PROBLEM DESCRIPTION =
Find the lines below that contain the string "EntityId". Copy each one.
■ ■ ■ ■
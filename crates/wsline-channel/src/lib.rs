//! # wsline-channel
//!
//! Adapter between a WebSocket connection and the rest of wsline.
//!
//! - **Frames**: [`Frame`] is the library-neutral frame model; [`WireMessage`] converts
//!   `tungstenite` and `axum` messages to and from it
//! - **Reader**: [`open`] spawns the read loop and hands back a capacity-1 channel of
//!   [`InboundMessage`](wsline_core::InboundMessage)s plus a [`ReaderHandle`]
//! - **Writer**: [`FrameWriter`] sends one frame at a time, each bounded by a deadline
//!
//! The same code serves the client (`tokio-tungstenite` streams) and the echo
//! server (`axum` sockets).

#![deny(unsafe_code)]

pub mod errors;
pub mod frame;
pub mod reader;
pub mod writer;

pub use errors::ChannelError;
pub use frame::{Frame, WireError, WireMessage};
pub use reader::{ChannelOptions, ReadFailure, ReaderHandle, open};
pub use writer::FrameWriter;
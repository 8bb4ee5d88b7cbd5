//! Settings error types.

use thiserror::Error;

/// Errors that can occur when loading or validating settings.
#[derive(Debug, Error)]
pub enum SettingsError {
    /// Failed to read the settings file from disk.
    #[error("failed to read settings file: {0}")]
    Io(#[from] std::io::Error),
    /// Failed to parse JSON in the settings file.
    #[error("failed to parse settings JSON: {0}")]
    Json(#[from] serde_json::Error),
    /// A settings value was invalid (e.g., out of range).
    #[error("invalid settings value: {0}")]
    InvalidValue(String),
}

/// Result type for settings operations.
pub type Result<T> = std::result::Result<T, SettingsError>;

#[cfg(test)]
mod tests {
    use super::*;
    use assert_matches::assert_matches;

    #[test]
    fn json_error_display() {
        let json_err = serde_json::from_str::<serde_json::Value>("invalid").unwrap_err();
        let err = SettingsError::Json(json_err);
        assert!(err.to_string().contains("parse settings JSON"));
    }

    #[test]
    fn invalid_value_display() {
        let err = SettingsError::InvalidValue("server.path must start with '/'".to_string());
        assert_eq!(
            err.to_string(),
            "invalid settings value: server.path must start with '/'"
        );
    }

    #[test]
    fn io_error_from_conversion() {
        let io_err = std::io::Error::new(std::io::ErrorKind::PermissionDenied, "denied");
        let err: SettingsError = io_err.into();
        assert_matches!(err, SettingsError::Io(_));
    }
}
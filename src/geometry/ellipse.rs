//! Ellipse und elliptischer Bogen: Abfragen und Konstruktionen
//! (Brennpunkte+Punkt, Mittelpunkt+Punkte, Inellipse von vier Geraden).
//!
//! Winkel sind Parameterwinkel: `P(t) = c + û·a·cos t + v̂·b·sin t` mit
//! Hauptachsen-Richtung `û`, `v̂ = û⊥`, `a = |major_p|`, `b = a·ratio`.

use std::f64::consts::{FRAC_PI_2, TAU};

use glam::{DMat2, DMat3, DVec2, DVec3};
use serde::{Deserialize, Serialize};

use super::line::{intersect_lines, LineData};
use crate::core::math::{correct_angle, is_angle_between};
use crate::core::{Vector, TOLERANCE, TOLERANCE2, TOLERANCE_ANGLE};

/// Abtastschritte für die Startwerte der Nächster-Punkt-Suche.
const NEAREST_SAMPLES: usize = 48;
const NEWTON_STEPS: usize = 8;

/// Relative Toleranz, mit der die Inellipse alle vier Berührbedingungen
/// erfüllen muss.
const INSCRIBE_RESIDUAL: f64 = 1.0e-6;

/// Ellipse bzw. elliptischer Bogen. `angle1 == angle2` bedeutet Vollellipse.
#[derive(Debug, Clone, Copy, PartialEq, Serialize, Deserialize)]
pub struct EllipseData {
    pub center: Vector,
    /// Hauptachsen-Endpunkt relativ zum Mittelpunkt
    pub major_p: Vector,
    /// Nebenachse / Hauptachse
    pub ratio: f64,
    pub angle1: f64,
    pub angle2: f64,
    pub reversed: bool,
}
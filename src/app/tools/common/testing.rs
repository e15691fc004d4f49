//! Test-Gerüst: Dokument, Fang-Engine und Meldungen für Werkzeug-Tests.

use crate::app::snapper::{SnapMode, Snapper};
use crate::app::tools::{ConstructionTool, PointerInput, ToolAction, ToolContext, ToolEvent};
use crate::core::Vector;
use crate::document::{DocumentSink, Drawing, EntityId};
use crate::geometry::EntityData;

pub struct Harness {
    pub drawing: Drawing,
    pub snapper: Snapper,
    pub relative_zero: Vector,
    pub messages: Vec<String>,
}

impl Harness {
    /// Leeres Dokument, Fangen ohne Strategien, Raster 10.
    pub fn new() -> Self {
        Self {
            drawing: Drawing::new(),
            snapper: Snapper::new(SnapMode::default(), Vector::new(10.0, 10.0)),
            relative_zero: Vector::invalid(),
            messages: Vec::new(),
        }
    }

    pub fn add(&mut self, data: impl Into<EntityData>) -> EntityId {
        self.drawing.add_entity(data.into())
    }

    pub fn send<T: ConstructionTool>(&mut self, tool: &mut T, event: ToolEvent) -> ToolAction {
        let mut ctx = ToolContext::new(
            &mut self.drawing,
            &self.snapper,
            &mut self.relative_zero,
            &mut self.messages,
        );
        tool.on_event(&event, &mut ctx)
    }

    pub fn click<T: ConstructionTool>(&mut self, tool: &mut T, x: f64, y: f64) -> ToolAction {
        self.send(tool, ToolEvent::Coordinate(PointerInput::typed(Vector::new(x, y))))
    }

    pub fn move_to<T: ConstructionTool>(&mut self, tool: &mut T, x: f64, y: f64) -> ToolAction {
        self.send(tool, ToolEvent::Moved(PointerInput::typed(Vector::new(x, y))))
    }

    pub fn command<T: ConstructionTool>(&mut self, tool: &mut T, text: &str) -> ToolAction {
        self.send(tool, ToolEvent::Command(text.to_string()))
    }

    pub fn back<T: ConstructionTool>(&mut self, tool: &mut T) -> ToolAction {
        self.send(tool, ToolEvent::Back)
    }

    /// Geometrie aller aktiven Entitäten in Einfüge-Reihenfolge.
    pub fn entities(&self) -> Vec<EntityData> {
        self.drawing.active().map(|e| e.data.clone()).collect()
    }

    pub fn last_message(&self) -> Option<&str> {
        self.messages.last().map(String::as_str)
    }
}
■ ■ ■ ■
TASK RESULT =
use crate::document::{DocumentSink, Drawing, EntityId};
    pub fn add(&mut self, data: impl Into<EntityData>) -> EntityId {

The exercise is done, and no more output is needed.